When you get into the dealer’s finance office, let the guy know you already have financing set up. Sometimes they will beat that rate…..some deal with banks and will ‘buy down’ the interest rate a little to get you to use their bank and keep the financing in house. IF it’s better than what you arranged, go with it.
Now GET READY….THIS is where many buyers get taken to the cleaners..and how they plan to make back that buy down. They will type up the finance papers….the payment will often include two things that are EXTREMELY profitable to dealers.
The first is credit life insurance on the loan. Over priced life insurance that only pays off the amount of the loan in case you die. IF you need life insurance, go buy cheap term life insurance…you’ll get far more coverage (or pay far less), and your beneficiary can decide to pay off the car if they want, or just let the bank come get it.
The second is an extended warranty. New cars come with years of warranty…..something breaks, make the dealer fix it. Extended warranties are overpriced (because about 1/2 the purchase price goes back to the dealer), often questionable coverage, and so on. IF you want one ( I never buy them…you’re better off with a good emergency fund to pay for the rare out of warranty beakage), purchase it toward the end of your factory warranty AFTER shopping price/coverage.
Turning both those down will really upset the finance guy…..I had one pound his fist on the desk and ask “WELL WHY NOT ?” when I turned down the extended warranty. I explained the car had a 3 year warranty, and they were gonna fix stuff during that time. I’m a pretty decent mechanic, I’ll handle stuff after that, and how about JUST LET ME WORRY ABOUT ME ?
They see their profit….which believe it or not, is often more than the profit they made selling the car, flying out the window…..plus that interest rate buy down they already committed to…..ahahahhaaaa…. It’s almost fun to buy a car !
Mike Ballew says
Good article! I don’t know about you but I hate buying new cars. You feel like a lamb being led to slaughter when you walk in the dealership and all the wolves pounce on you. Then all the games during negotiations…the last time I bought a new car they literally called me back on my phone as I was about to drive off the lot. I guess that’s taking it to the limit!
Great article! I remember how confused I was when I was buying my first car.

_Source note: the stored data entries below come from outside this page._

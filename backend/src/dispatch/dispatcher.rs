//! Landing dispatcher
//!
//! Runs one landing attempt for one flight at one tick:
//!
//! ```text
//! Evaluate ──► NoRunway ─────────────────────────► LandingFailed (delay)
//!    │
//!    └──────► RunwayFound ──► commit ──► LandingSucceeded
//!                                 └────► LandingFailed (delay)
//! ```
//!
//! The dispatcher is the only writer of a flight's status while it is being
//! landed. Contention never surfaces as an error: every failed branch delays
//! the flight and logs why. `Err` is reserved for broken invariants such as
//! dispatching a flight that is already terminal.

use serde::{Deserialize, Serialize};
use thiserror::Error;

use crate::dispatch::{DispatchMode, RunwayChoice, RunwaySelector};
use crate::models::{
    Account, DelayReason, Event, EventLog, Flight, FlightCategory, FlightError, OccupancyReason,
    RunwayError, TransactionKind, TransactionRecord,
};
use crate::revenue::{ModifierSet, RevenueBreakdown, RevenueInput, RevenuePipeline};
use crate::rng::RngManager;
use crate::runways::{RunwayAllocator, RunwayRegistry, WearOutcome};

#[derive(Debug, Error, PartialEq)]
pub enum DispatchError {
    #[error(transparent)]
    Flight(#[from] FlightError),

    #[error(transparent)]
    Runway(#[from] RunwayError),
}

/// Timing knobs for dispatch
#[derive(Debug, Clone, PartialEq, Serialize, Deserialize)]
#[serde(default)]
pub struct DispatchConfig {
    /// Delay applied when no runway can take the aircraft, or the chosen
    /// runway was taken at commit
    pub retry_delay: usize,
    /// Delay applied when the manual collaborator holds a flight
    pub manual_delay: usize,
    /// Ticks a landing occupies its runway before reductions
    pub landing_duration: usize,
}

impl Default for DispatchConfig {
    fn default() -> Self {
        Self {
            retry_delay: 5,
            manual_delay: 5,
            landing_duration: 3,
        }
    }
}

/// States of one landing attempt, in the order they were visited
#[derive(Debug, Clone, PartialEq, Eq)]
pub enum DispatchPhase {
    Evaluate,
    NoRunway,
    RunwayFound { runway_id: String },
    LandingSucceeded,
    LandingFailed,
}

/// Everything learned from a committed landing
#[derive(Debug, Clone, PartialEq)]
pub struct LandingReport {
    pub flight_number: String,
    pub category: FlightCategory,
    pub runway_id: String,
    pub tick: usize,
    pub on_time: bool,
    pub delay_ticks: usize,
    /// On time and landed on a runway in near-perfect condition
    pub perfect: bool,
    pub occupancy_ticks: usize,
    pub wear: WearOutcome,
    pub revenue: RevenueBreakdown,
    pub transaction: TransactionRecord,
}

#[derive(Debug, Clone, PartialEq)]
pub enum DispatchOutcome {
    Landed(Box<LandingReport>),
    Delayed {
        reason: DelayReason,
        added_ticks: usize,
    },
}

impl DispatchOutcome {
    pub fn is_landed(&self) -> bool {
        matches!(self, DispatchOutcome::Landed(_))
    }
}

/// Borrowed view of the airport for one dispatch call
///
/// Built by the orchestrator from its own fields for each flight.
pub struct DispatchContext<'a> {
    pub tick: usize,
    pub mode: DispatchMode,
    pub registry: &'a mut RunwayRegistry,
    pub allocator: &'a RunwayAllocator,
    pub pipeline: &'a RevenuePipeline,
    pub modifiers: &'a ModifierSet,
    pub account: &'a mut Account,
    pub rng: &'a mut RngManager,
    pub events: &'a mut EventLog,
    pub selector: Option<&'a mut dyn RunwaySelector>,
    pub weather_impact: f64,
    pub weather_resistance: f64,
    /// Flights airborne this tick; feeds the wear formula
    pub traffic_volume: u32,
    /// Ticks shaved off every landing's occupancy by upgrades
    pub landing_duration_reduction: usize,
}

/// Runs landing attempts
///
/// # Example
/// ```
/// use airport_simulator_core_rs::dispatch::{DispatchContext, DispatchMode, LandingDispatcher};
/// use airport_simulator_core_rs::models::{Account, Aircraft, EventLog, Flight, FlightCategory, Runway, RunwayTier, SizeClass};
/// use airport_simulator_core_rs::revenue::{ModifierSet, RevenuePipeline};
/// use airport_simulator_core_rs::rng::RngManager;
/// use airport_simulator_core_rs::runways::{RunwayAllocator, RunwayRegistry};
///
/// let mut registry = RunwayRegistry::new();
/// registry.add(Runway::new("09L", RunwayTier::Medium)).unwrap();
/// let allocator = RunwayAllocator::default();
/// let pipeline = RevenuePipeline::default();
/// let modifiers = ModifierSet::new();
/// let mut account = Account::new(0);
/// let mut rng = RngManager::new(7);
/// let mut events = EventLog::new();
///
/// let mut flight = Flight::new(
///     "AS1",
///     Aircraft::new("A320", SizeClass::Medium, 70),
///     FlightCategory::Commercial,
///     100,
///     4,
/// );
/// let mut ctx = DispatchContext {
///     tick: 4,
///     mode: DispatchMode::Automatic,
///     registry: &mut registry,
///     allocator: &allocator,
///     pipeline: &pipeline,
///     modifiers: &modifiers,
///     account: &mut account,
///     rng: &mut rng,
///     events: &mut events,
///     selector: None,
///     weather_impact: 0.0,
///     weather_resistance: 0.0,
///     traffic_volume: 1,
///     landing_duration_reduction: 0,
/// };
///
/// let (outcome, _) = LandingDispatcher::default().dispatch(&mut flight, &mut ctx).unwrap();
/// assert!(outcome.is_landed());
/// assert_eq!(account.balance(), 1_000);
/// ```
#[derive(Debug, Clone, Default)]
pub struct LandingDispatcher {
    config: DispatchConfig,
}

impl LandingDispatcher {
    pub fn new(config: DispatchConfig) -> Self {
        Self { config }
    }

    pub fn config(&self) -> &DispatchConfig {
        &self.config
    }

    /// Occupancy ticks for a landing after reductions (never below 1)
    pub fn landing_duration(&self, reduction: usize) -> usize {
        self.config.landing_duration.saturating_sub(reduction).max(1)
    }

    /// Attempt to land `flight` at `ctx.tick`.
    ///
    /// Returns the outcome plus the phases visited.
    pub fn dispatch(
        &self,
        flight: &mut Flight,
        ctx: &mut DispatchContext<'_>,
    ) -> Result<(DispatchOutcome, Vec<DispatchPhase>), DispatchError> {
        let tick = ctx.tick;
        let mut phases = vec![DispatchPhase::Evaluate];

        if flight.is_overdue(tick) {
            ctx.events.log(Event::FlightOverdue {
                tick,
                flight_number: flight.flight_number().to_string(),
                overdue_by: tick - flight.scheduled_tick(),
            });
        }

        if !ctx.allocator.can_land(ctx.registry, flight.aircraft()) {
            phases.push(DispatchPhase::NoRunway);
            phases.push(DispatchPhase::LandingFailed);
            let outcome = self.delay(
                flight,
                ctx,
                self.config.retry_delay,
                DelayReason::NoRunwayAvailable,
            )?;
            return Ok((outcome, phases));
        }

        let runway_id = match ctx.mode {
            DispatchMode::Automatic => self.automatic_choice(flight, ctx),
            DispatchMode::Manual => match self.manual_choice(flight, ctx) {
                Some(id) => Some(id),
                None => {
                    phases.push(DispatchPhase::LandingFailed);
                    let outcome =
                        self.delay(flight, ctx, self.config.manual_delay, DelayReason::ManualDelay)?;
                    return Ok((outcome, phases));
                }
            },
        };

        // can_land held above, so automatic selection always finds one
        let Some(runway_id) = runway_id else {
            phases.push(DispatchPhase::NoRunway);
            phases.push(DispatchPhase::LandingFailed);
            let outcome = self.delay(
                flight,
                ctx,
                self.config.retry_delay,
                DelayReason::NoRunwayAvailable,
            )?;
            return Ok((outcome, phases));
        };

        phases.push(DispatchPhase::RunwayFound {
            runway_id: runway_id.clone(),
        });

        let runway_free = ctx
            .registry
            .get(&runway_id)
            .map(|r| !r.is_occupied())
            .unwrap_or(false);
        if !runway_free {
            phases.push(DispatchPhase::LandingFailed);
            let outcome = self.delay(
                flight,
                ctx,
                self.config.retry_delay,
                DelayReason::RunwayOccupiedAtCommit { runway_id },
            )?;
            return Ok((outcome, phases));
        }

        let report = self.commit(flight, ctx, runway_id)?;
        phases.push(DispatchPhase::LandingSucceeded);
        Ok((DispatchOutcome::Landed(Box::new(report)), phases))
    }

    fn automatic_choice(&self, flight: &Flight, ctx: &DispatchContext<'_>) -> Option<String> {
        ctx.allocator
            .available_runway(ctx.registry, flight.aircraft())
            .map(|r| r.id().to_string())
    }

    /// `Some(id)` to land, `None` to hold the flight
    fn manual_choice(&self, flight: &Flight, ctx: &mut DispatchContext<'_>) -> Option<String> {
        let tick = ctx.tick;
        let candidates = ctx
            .allocator
            .available_runways(ctx.registry, flight.aircraft());
        ctx.events.log(Event::ManualSelectionRequested {
            tick,
            flight_number: flight.flight_number().to_string(),
            candidates: candidates.iter().map(|r| r.id().to_string()).collect(),
        });

        let choice = match ctx.selector.as_deref_mut() {
            Some(selector) => selector.choose_runway(flight, &candidates),
            None => RunwayChoice::Invalid("no selector attached".to_string()),
        };

        let rejection = match choice {
            RunwayChoice::Delay => return None,
            RunwayChoice::Runway(id) => match ctx.registry.get(&id) {
                None => format!("unknown runway {}", id),
                // Occupied at commit is a failure, not a fallback
                Some(runway) if runway.is_occupied() => return Some(id),
                Some(runway) if !ctx.allocator.is_eligible(runway, flight.aircraft()) => {
                    format!("runway {} cannot take {}", id, flight.aircraft().type_code())
                }
                Some(_) => return Some(id),
            },
            RunwayChoice::Invalid(raw) => format!("invalid response {:?}", raw),
        };

        tracing::debug!(
            flight = flight.flight_number(),
            reason = %rejection,
            "manual selection fell back to automatic"
        );
        ctx.events.log(Event::ManualSelectionFallback {
            tick,
            flight_number: flight.flight_number().to_string(),
            reason: rejection,
        });
        self.automatic_choice(flight, ctx)
    }

    fn commit(
        &self,
        flight: &mut Flight,
        ctx: &mut DispatchContext<'_>,
        runway_id: String,
    ) -> Result<LandingReport, DispatchError> {
        let tick = ctx.tick;
        let wear_before = ctx
            .registry
            .get(&runway_id)
            .map(|r| r.wear())
            .ok_or_else(|| RunwayError::NotFound(runway_id.clone()))?;

        let delay_ticks = flight.delay_ticks(tick);
        let on_time = delay_ticks == 0;
        let perfect = on_time && wear_before < ctx.allocator.config().perfect_landing_max_wear;
        let occupancy_ticks = self.landing_duration(ctx.landing_duration_reduction);

        flight.land(runway_id.clone(), tick)?;
        ctx.registry.require_mut(&runway_id)?.occupy(
            OccupancyReason::Landing,
            occupancy_ticks,
            Some(flight.flight_number().to_string()),
        )?;

        let wear = ctx.allocator.apply_wear(
            ctx.registry,
            &runway_id,
            ctx.weather_impact,
            ctx.traffic_volume,
            ctx.weather_resistance,
            ctx.rng,
        )?;
        ctx.events.log(Event::RunwayWear {
            tick,
            runway_id: runway_id.clone(),
            added: wear.added,
            wear: wear.wear,
        });
        if wear.newly_degraded {
            ctx.events.log(Event::RunwayClosed {
                tick,
                runway_id: runway_id.clone(),
            });
        }

        let revenue = ctx.pipeline.compute(
            &RevenueInput {
                category: flight.category(),
                passengers: flight.passengers(),
                delay_ticks,
                on_time,
                perfect_landing: perfect,
            },
            ctx.modifiers,
        );
        for step in &revenue.steps {
            ctx.events.log(Event::RevenueAdjusted {
                tick,
                flight_number: flight.flight_number().to_string(),
                cause: step.cause.clone(),
                delta: step.delta,
            });
        }

        let transaction = ctx.account.credit(
            revenue.total,
            format!("landing {}", flight.flight_number()),
            TransactionKind::LandingRevenue,
            tick,
        );
        ctx.events.log(Event::FlightLanded {
            tick,
            flight_number: flight.flight_number().to_string(),
            runway_id: runway_id.clone(),
            on_time,
            revenue: revenue.total,
        });
        tracing::debug!(
            flight = flight.flight_number(),
            runway = %runway_id,
            on_time,
            revenue = revenue.total,
            "landing committed"
        );

        Ok(LandingReport {
            flight_number: flight.flight_number().to_string(),
            category: flight.category(),
            runway_id,
            tick,
            on_time,
            delay_ticks,
            perfect,
            occupancy_ticks,
            wear,
            revenue,
            transaction,
        })
    }

    fn delay(
        &self,
        flight: &mut Flight,
        ctx: &mut DispatchContext<'_>,
        ticks: usize,
        reason: DelayReason,
    ) -> Result<DispatchOutcome, DispatchError> {
        let tick = ctx.tick;
        flight.delay_by(ticks, tick)?;
        ctx.events.log(Event::FlightDelayed {
            tick,
            flight_number: flight.flight_number().to_string(),
            added_ticks: ticks,
            total_delay: flight.delay_ticks(tick),
            reason: reason.clone(),
        });
        Ok(DispatchOutcome::Delayed {
            reason,
            added_ticks: ticks,
        })
    }
}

It’s an amazing experience — especially if you’re buying it with your own hard earned money.
I am thinking of buying my first car as I would like more freedom to get around and would love to stop taking the bus to the grocery store. Thank you so much for these tips! I want to make sure I can get a car that will last me a long time even though I don’t have great credit. I’m now really motivated to look and see what my options are.